Alien Carnage, originally released as Halloween Harry, is a side-scrolling platform game developed by Interactive Binary Illusions and SubZero Software, and distributed by Apogee Software. The game features 256-colour VGA graphics and background music in MOD format. Alien Carnage is composed of four episodes. The first episode was released as shareware, and the rest were distributed commercially. In May 2007, John Passfield and 3D Realms released Alien Carnage as freeware. In 2014, the game was re-released with Windows support.

Plot
The cartoon-style game features agent Halloween Harry, who has to save the world from aliens that want to take control of Earth by turning its population into green-skinned zombies. Some of the enemies reference Aliens, Gremlins, and Elvis Presley. Harry is helped by controller Diane, who gives him information via a video link.

Gameplay

In the game, the player has to shoot zombies and aliens with his flamethrower and other weapons, rescuing hostages along the way. Instead of jumping, Harry uses a jetpack to reach higher platforms. His jetpack shares ammo with his flamethrower, which means it is best for the player to use both sparingly.

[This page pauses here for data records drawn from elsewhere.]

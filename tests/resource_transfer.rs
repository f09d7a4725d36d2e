mod common;

use microreticulum::bytes::Bytes;
use microreticulum::crypt::sha256;
use microreticulum::transport::TransportEvent;
use microreticulum::Transport;

fn establish_link(
    a: &mut Transport,
    b: &mut Transport,
    seed: &str,
) -> microreticulum::LinkId {
    let mut destination = common::named_destination(seed, "test", "resource");
    destination.set_accept_link_requests(true);
    let dest_hash = a.register_destination(destination).expect("register");

    a.announce(&dest_hash, None).expect("announce");
    common::pump(&mut [&mut *a, &mut *b], 5);

    let link_id = b.open_link(&dest_hash).expect("open link");
    common::pump_until(&mut [&mut *a, &mut *b], 1, 50, |event| {
        matches!(event, TransportEvent::LinkEstablished { .. })
    })
    .expect("link established");

    link_id
}

/// 1 KiB of repetitive data: compresses into a single advertisement-plus-a-
/// few-parts transfer whose reassembled bytes match the input.
#[test]
fn small_resource_single_segment() {
    common::init_logging();
    let (mut a, mut b) = common::linked_pair("res-a", "res-b");
    let link_id = establish_link(&mut a, &mut b, "small-resource");

    let data: Vec<u8> = b"HELLO_RETICULUM_RESOURCE_TEST_DATA_"
        .iter()
        .copied()
        .cycle()
        .take(1024)
        .collect();

    b.link_mut(&link_id)
        .expect("link")
        .send_resource(Bytes::from_vec(data.clone()), true)
        .expect("send resource");

    let complete = common::pump_until(&mut [&mut a, &mut b], 0, 200, |event| {
        matches!(event, TransportEvent::ResourceReceived { .. })
    });

    match complete {
        Some(TransportEvent::ResourceReceived { data: received, .. }) => {
            assert_eq!(received.as_slice(), data.as_slice());
        }
        _ => panic!("resource did not complete"),
    }

    let sent = common::pump_until(&mut [&mut a, &mut b], 1, 50, |event| {
        matches!(event, TransportEvent::ResourceSent { .. })
    });
    assert!(sent.is_some(), "sender never saw the proof");
}

/// 2 MiB of deterministic incompressible data crosses as two segments and
/// reassembles through the segment accumulator into the original buffer.
#[test]
fn large_resource_two_segments() {
    common::init_logging();
    let (mut a, mut b) = common::linked_pair("seg-a", "seg-b");
    let link_id = establish_link(&mut a, &mut b, "large-resource");

    // Deterministic SHA-256 chain, concatenated to 2 MiB.
    let mut data = Vec::with_capacity(2 * 1024 * 1024);
    let mut digest = sha256(b"MICRORETICULUM_SEGMENT_TEST_SEED_");
    while data.len() < 2 * 1024 * 1024 {
        data.extend_from_slice(&digest);
        digest = sha256(&digest);
    }
    data.truncate(2 * 1024 * 1024);

    b.link_mut(&link_id)
        .expect("link")
        .send_resource(Bytes::from_vec(data.clone()), true)
        .expect("send resource");

    let assembled = common::pump_until(&mut [&mut a, &mut b], 0, 20_000, |event| {
        matches!(event, TransportEvent::ResourceAssembled { .. })
    });

    match assembled {
        Some(TransportEvent::ResourceAssembled { data: received, .. }) => {
            assert_eq!(received.len(), data.len());
            assert!(received.as_slice() == data.as_slice(), "reassembled bytes differ");
        }
        _ => panic!("multi-segment resource did not assemble"),
    }
}

/// Closing the link mid-transfer fails the in-flight resource on the
/// receiving side.
#[test]
fn link_close_fails_inflight_resource() {
    common::init_logging();
    let (mut a, mut b) = common::linked_pair("fail-a", "fail-b");
    let link_id = establish_link(&mut a, &mut b, "failing-resource");

    let data = vec![0xA7u8; 200 * 1024];
    b.link_mut(&link_id)
        .expect("link")
        .send_resource(Bytes::from_vec(data), true)
        .expect("send resource");

    // Let the transfer start, then tear the link down.
    common::pump(&mut [&mut a, &mut b], 4);
    b.close_link(&link_id);

    let failed = common::pump_until(&mut [&mut a, &mut b], 0, 50, |event| {
        matches!(
            event,
            TransportEvent::ResourceFailed { .. } | TransportEvent::LinkClosed { .. }
        )
    });
    assert!(failed.is_some(), "receiver did not observe the failure");
}
pub mod announce;
pub mod discovery;
pub mod tables;

use std::collections::VecDeque;
use std::time::{Duration, Instant};

use rand_core::OsRng;

use crate::bytes::Bytes;
use crate::config::TransportConfig;
use crate::destination::link::{Link, LinkEvent, LinkId, RequestId};
use crate::destination::{
    DestinationAnnounce, DestinationDesc, DestinationName, PlainInputDestination, ProofStrategy,
    SingleInputDestination, NAME_HASH_LENGTH,
};
use crate::error::RnsError;
use crate::hash::{AddressHash, Hash};
use crate::identity::{encrypt_for_public_key, Identity, KnownDestinations, PrivateIdentity};
use crate::iface::{IfaceHandle, Interface, InterfaceRegistry};
use crate::packet::{
    DestinationType, Header, HeaderType, Packet, PacketContext, PacketDataBuffer, PacketType,
};
use crate::receipt::{build_proof, validate_proof, PacketReceipt, ReceiptTable};
use crate::resource::SegmentAccumulator;
use crate::storage::{self, Store};

use announce::{AnnounceRateTable, AnnounceTable, HeldAnnounces};
use discovery::{decode_path_request, encode_path_request, path_request_destination, PathRequestTable};
use tables::{LinkTable, PacketHashList, PathTable, ReverseTable, TunnelTable};

pub use tables::PathEntry;

pub const MAX_LOCAL_DESTINATIONS: usize = 32;
pub const MAX_PENDING_LINKS: usize = 4;
pub const MAX_ACTIVE_LINKS: usize = 4;

/// Everything observable from the outside happens through these events,
/// drained by the application after each tick.
#[derive(Debug, Clone)]
pub enum TransportEvent {
    AnnounceReceived {
        destination: AddressHash,
        identity: Identity,
        app_data: Bytes,
        name_hash: [u8; NAME_HASH_LENGTH],
        hops: u8,
    },
    PacketReceived { destination: AddressHash, data: Bytes, packet_hash: Hash },
    ReceiptDelivered { packet_hash: Hash, rtt: Duration },
    ReceiptFailed { packet_hash: Hash },
    LinkEstablished { link_id: LinkId },
    LinkClosed { link_id: LinkId },
    LinkDataReceived { link_id: LinkId, data: Bytes },
    RequestDelivered { link_id: LinkId, request_id: RequestId },
    RequestResponse { link_id: LinkId, request_id: RequestId, data: Bytes },
    RequestFailed { link_id: LinkId, request_id: RequestId },
    ResourceProgress { link_id: LinkId, hash: Hash, received_parts: usize, total_parts: usize },
    ResourceReceived { link_id: LinkId, hash: Hash, data: Bytes },
    ResourceAssembled { original_hash: Hash, data: Bytes },
    ResourceSent { link_id: LinkId, hash: Hash },
    ResourceFailed { link_id: LinkId, hash: Hash },
    ChannelMessageFailed { link_id: LinkId, sequence: u16 },
    PathDiscovered { destination: AddressHash },
    PathRequestTimedOut { destination: AddressHash },
}

/// Callback registration for announce processing, filtered by name hash.
pub trait AnnounceHandler {
    fn name_hash_filter(&self) -> Option<[u8; NAME_HASH_LENGTH]> {
        None
    }

    fn received_announce(
        &mut self,
        destination: &AddressHash,
        identity: &Identity,
        app_data: &[u8],
    );
}

enum LocalDestination {
    Single(SingleInputDestination),
    Plain(PlainInputDestination),
}

impl LocalDestination {
    fn address_hash(&self) -> &AddressHash {
        match self {
            LocalDestination::Single(destination) => destination.address_hash(),
            LocalDestination::Plain(destination) => destination.address_hash(),
        }
    }
}

struct LocalLink {
    link: Link,
    iface: Option<IfaceHandle>,
}

/// The routing and dispatch hub. Single-threaded: applications call
/// [`Transport::tick`] frequently and drain events afterwards; interface
/// drivers marshal frames in through their own queues.
pub struct Transport {
    config: TransportConfig,
    identity: PrivateIdentity,
    ifaces: InterfaceRegistry,
    destinations: Vec<LocalDestination>,
    links: Vec<LocalLink>,
    known_destinations: KnownDestinations,
    path_table: PathTable,
    reverse_table: ReverseTable,
    link_table: LinkTable,
    tunnels: TunnelTable,
    announce_table: AnnounceTable,
    held_announces: HeldAnnounces,
    announce_rates: AnnounceRateTable,
    path_requests: PathRequestTable,
    receipts: ReceiptTable,
    packet_hashlist: PacketHashList,
    accumulator: SegmentAccumulator,
    announce_handlers: Vec<Box<dyn AnnounceHandler>>,
    events: VecDeque<TransportEvent>,
    path_request_dest: AddressHash,
    dropped_duplicates: u64,
}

Harry can eat and drink junk food to gain health (rescuing hostages also restores Harry to full health), and upgrade to different kinds of ammo by using ammo dispensers. The player needs to collect coins dropped by killed enemies to buy this ammo. They can also pick up other power-ups with various effects, including a wrapped gift (additional ammo for Harry's current weapon), a money bag (30 additional credits; coins dropped by enemies are worth 5 credits each), and a 1-up icon (an extra life, plus full health). The game progress can be saved through the use of computer terminals scattered across the levels. To advance to the next level, Harry needs to rescue all the hostages, then use the elevator.

Development

Alien Carnage was originally titled Halloween Harry, and was released under this title for its first two versions. After v1.2, Apogee suggested to the developers that the title should be changed because it might be viewed as a seasonal Halloween-themed game, limiting sales during the rest of the year. They renamed it to Alien Carnage, and it was re-released as "Alien Carnage v1.0" in 1994. Along with the name change, missions one and three were switched, and with Apogee's shareware model, this meant that half of the game could be played for free.

Halloween Harry was originally written and released commercially in 1985 by John Passfield as a game for the Australian Microbee computer system.

Legacy
In 1996 a sequel called Zombie Wars was released. This game takes place three years after the original story. The aliens return to Earth to try to enslave its population. Harry and Diane, who has been promoted to field agent and is now also a playable character, have to save the world again. A number of other friendly characters have been added as NPCs.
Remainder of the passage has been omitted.